[TASK TO CARRY OUT]
Copy the lines below exactly, starting at the line that contains "(only macOS is" and stopping after the last line, and include no other lines.
+++
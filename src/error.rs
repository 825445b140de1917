//! Fatal error kinds. These are raised before the first trial (or when the
//! run itself can no longer continue); per-trial failures are never errors,
//! see [`crate::outcome::TrialOutcome`].
use std::io;
use std::path::PathBuf;

#[derive(Debug, thiserror::Error)]
pub enum WifiBfError {
    #[error("invalid input: {0}")]
    InvalidInput(String),

    #[error("wordlist unavailable: {}: {reason}", path.display())]
    ResourceUnavailable { path: PathBuf, reason: String },

    #[error("unsupported host platform '{0}' (only macOS is supported)")]
    PlatformUnsupported(String),

    #[error("failed reading wordlist at line {line}: {source}")]
    Read {
        line: usize,
        #[source]
        source: io::Error,
    },

    #[error("event sink failed: {0}")]
    Sink(#[source] io::Error),

    #[error("network scan failed: {0}")]
    Scan(String),
}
+++
[YOUR RESPONSE]
    #[error("unsupported host platform '{0}' (only macOS is supported)")]
    PlatformUnsupported(String),

    #[error("failed reading wordlist at line {line}: {source}")]
    Read {
        line: usize,
        #[source]
        source: io::Error,
    },

    #[error("event sink failed: {0}")]
    Sink(#[source] io::Error),

    #[error("network scan failed: {0}")]
    Scan(String),
}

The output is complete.